Turner was one of those whom our media called common sense Americans. The son of a billboard mogul, who achieved even greater success in business (he became a billionaire), he refused to worship the “yellow devil”, earning the nickname Captain Outrageous with his actions and statements such as “Forbes’ list of America’s richest people who is destroying our country”.

I first saw him in person in 1983, when he gave a press conference at the National Press Club in Washington, where he criticized Reagan’s policy of escalating international tensions. (America has lost its fear now, but at that time there was a powerful anti-war movement in the United States, which included many scientists, Hollywood “stars”, politicians, and figures like former CIA Director William Colby.)

Turner did not change his pacifist beliefs later.

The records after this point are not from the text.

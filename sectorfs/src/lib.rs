//! An indexed-allocation file system over a sector addressed disk.
//!
//! # Layout
//! ==============================================================================
//! | Bitmap header (0) | Root directory header (1) | headers, index and data ... |
//! ==============================================================================
//!
//! The free-sector bitmap and the root directory are ordinary files whose
//! headers sit in sectors 0 and 1. Every other sector is handed out from the
//! bitmap as file headers, index blocks or data.
//!
//! Nothing here is synchronized: a `FileSystem` assumes one mutating call at
//! a time, and there is no journal to recover from a crash mid-operation.

mod alloc;
mod dir;
mod error;
mod file;
mod fs;
pub mod io;
mod node;

use std::mem::size_of;

pub use crate::alloc::Bitmap;
pub use crate::dir::{DirEntry, Directory, EntryKind, DIR_ENTRY_SIZE};
pub use crate::error::{FsError, Result};
pub use crate::file::OpenFile;
pub use crate::fs::{
    resolve_dir, split_path, FileSystem, OpenFileId, DIRECTORY_FILE_SIZE, DIRECTORY_SECTOR,
    FREE_MAP_SECTOR,
};
pub use crate::node::{index_sectors_needed, FileHeader, SectorRef, NO_SECTOR};

/// Bytes per disk sector, the unit of every disk transfer.
pub const SECTOR_SIZE: usize = 128;

/// Data sectors named directly by a file header. The rest of the header holds
/// the two byte counts and the two indirect pointers.
pub const NUM_DIRECT: usize = (SECTOR_SIZE - 4 * size_of::<i32>()) / size_of::<i32>();

/// Pointers held by one index block after its count.
pub const NUM_INDIRECT: usize = (SECTOR_SIZE - size_of::<i32>()) / size_of::<i32>();

/// Data sectors reachable through the direct, single and double indirect tiers.
pub const MAX_FILE_SECTORS: usize = NUM_DIRECT + NUM_INDIRECT + NUM_INDIRECT * NUM_INDIRECT;

pub const MAX_FILE_SIZE: usize = MAX_FILE_SECTORS * SECTOR_SIZE;

/// Slots per directory. Directories never grow.
pub const NUM_DIR_ENTRIES: usize = 10;

pub const FILE_NAME_MAX_LEN: usize = 19;
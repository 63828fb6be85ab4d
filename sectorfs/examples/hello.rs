use sectorfs::{self, FileSystem};

pub fn main() {
    let tmp = tempfile::tempfile().unwrap();
    let dev = sectorfs::io::FileBlockEmulatorBuilder::from(tmp)
        .with_sector_count(1024)
        .build()
        .expect("Could not initialize disk emulator.");

    // format a new file system on the device and write a greeting
    let mut fs = FileSystem::format(dev).expect("should format");
    fs.make_new_dir("/home").unwrap();
    fs.create("/home/hello.txt", 13).unwrap();
    let id = fs.open_a_file("/home/hello.txt").unwrap();
    fs.write_a_file(id, b"hello, world\n").unwrap();
    fs.close_a_file(id).unwrap();

    fs.print(&mut std::io::stdout()).unwrap();
}
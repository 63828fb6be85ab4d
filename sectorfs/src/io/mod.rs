mod block;
mod diskemu;

pub use block::{BlockStorage, SectorNumber};
pub use diskemu::{FileBlockEmulator, FileBlockEmulatorBuilder};
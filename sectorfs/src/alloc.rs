use crate::error::Result;
use crate::file::OpenFile;
use crate::io::BlockStorage;
use std::io::Write;

const BITS_PER_WORD: usize = 64;

/// Tracks which disk sectors are in use, one bit per sector. The map is itself
/// stored as an ordinary file whose header lives at a well known sector.
#[derive(Debug, Clone, PartialEq, Eq)]
pub struct Bitmap {
    map: Vec<u64>,
    num_bits: usize,
}

impl Bitmap {
    /// A map with every sector free.
    pub fn new(num_bits: usize) -> Self {
        Self {
            map: vec![0; (num_bits + BITS_PER_WORD - 1) / BITS_PER_WORD],
            num_bits,
        }
    }

    /// Size in bytes of the file needed to persist a map of `num_bits` sectors.
    pub fn file_size(num_bits: usize) -> usize {
        (num_bits + 7) / 8
    }

    pub fn test(&self, which: usize) -> bool {
        assert!(which < self.num_bits, "sector {} outside bitmap", which);
        self.map[which / BITS_PER_WORD] & (1 << (which % BITS_PER_WORD)) != 0
    }

    pub fn mark(&mut self, which: usize) {
        assert!(which < self.num_bits, "sector {} outside bitmap", which);
        self.map[which / BITS_PER_WORD] |= 1 << (which % BITS_PER_WORD);
    }

    /// Frees a sector. Freeing a sector that is not in use means the on-disk
    /// structures disagree with the map and nothing after this point can be
    /// trusted, so it panics.
    pub fn clear(&mut self, which: usize) {
        assert!(
            self.test(which),
            "freed sector {} was not marked in use",
            which
        );
        self.map[which / BITS_PER_WORD] &= !(1 << (which % BITS_PER_WORD));
    }

    /// Marks and returns the lowest free sector.
    pub fn find_and_set(&mut self) -> Option<usize> {
        for (pos, word) in self.map.iter_mut().enumerate() {
            if *word != u64::MAX {
                let which = pos * BITS_PER_WORD + word.trailing_ones() as usize;
                if which >= self.num_bits {
                    return None;
                }
                *word |= 1 << (which % BITS_PER_WORD);
                return Some(which);
            }
        }
        None
    }

    pub fn num_clear(&self) -> usize {
        let used: usize = self.map.iter().map(|w| w.count_ones() as usize).sum();
        self.num_bits - used
    }

    /// Iterates over every sector currently in use.
    pub fn iter_set(&self) -> impl Iterator<Item = usize> + '_ {
        (0..self.num_bits).filter(move |&i| self.test(i))
    }

    fn to_bytes(&self) -> Vec<u8> {
        let mut bytes: Vec<u8> = self.map.iter().flat_map(|w| w.to_le_bytes()).collect();
        bytes.truncate(Self::file_size(self.num_bits));
        bytes
    }

    fn from_bytes(bytes: &[u8], num_bits: usize) -> Self {
        let mut bitmap = Self::new(num_bits);
        for (word, chunk) in bitmap.map.iter_mut().zip(bytes.chunks(8)) {
            let mut le = [0u8; 8];
            le[..chunk.len()].copy_from_slice(chunk);
            *word = u64::from_le_bytes(le);
        }
        bitmap
    }

    /// Loads the map from its backing file.
    pub fn fetch_from<D>(dev: &mut D, file: &OpenFile, num_bits: usize) -> Result<Self>
    where
        D: BlockStorage + ?Sized,
    {
        let mut bytes = vec![0; Self::file_size(num_bits)];
        file.read_at(dev, &mut bytes, 0)?;
        Ok(Self::from_bytes(&bytes, num_bits))
    }

    /// Flushes the map into its backing file.
    pub fn write_back<D>(&self, dev: &mut D, file: &OpenFile) -> Result<()>
    where
        D: BlockStorage + ?Sized,
    {
        file.write_at(dev, &self.to_bytes(), 0)?;
        Ok(())
    }

    pub fn print(&self, out: &mut dyn Write) -> std::io::Result<()> {
        writeln!(out, "Bitmap set:")?;
        for sector in self.iter_set() {
            write!(out, "{}, ", sector)?;
        }
        writeln!(out)
    }
}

At the beginning of the third millennium, he and Senator Sam Nunn founded the non-profit organization Nuclear Threat Initiative, which sought to prevent a catastrophe associated with the use of nuclear and chemical-bacteriological weapons.

And in 1986, Turner proposed organizing the Goodwill Games in Moscow as a practical measure to reduce the threat of World War III. When I learned that he was coming to Washington for this occasion (Turner lived in the southern United States), I arranged an interview through his press secretary.

And here is what Turner told me then, before we discussed the Goodwill Games: — When I had the idea to organize these games, I contacted your embassy, ​​and they invited me to meet with your diplomat who was in charge of such matters.

On the appointed day, I drove up to the building of your mission on Washington’s 16th Street, got out of the limousine, looked up and saw a red flag with a hammer and sickle fluttering over the roof of the embassy. Believe it or not, my legs buckled and everything swam before my eyes…

Turner never gave anyone a reason to call him a weakling. In his youth, he was fond of sailing and became the winner of the prestigious America’s Cup competition. Seeing the expression on my face, he explained: — I was born and raised in the southern United States in an extremely conservative family.

During World War II, my father served in the navy, and from childhood I was instilled with a downright animal fear of the “Reds”. The color of your flag, as was constantly said in the family and at church, where we went on Sundays, signified the blood of the victims of the communists, who cut people’s throats with a sickle and split their skulls with a hammer.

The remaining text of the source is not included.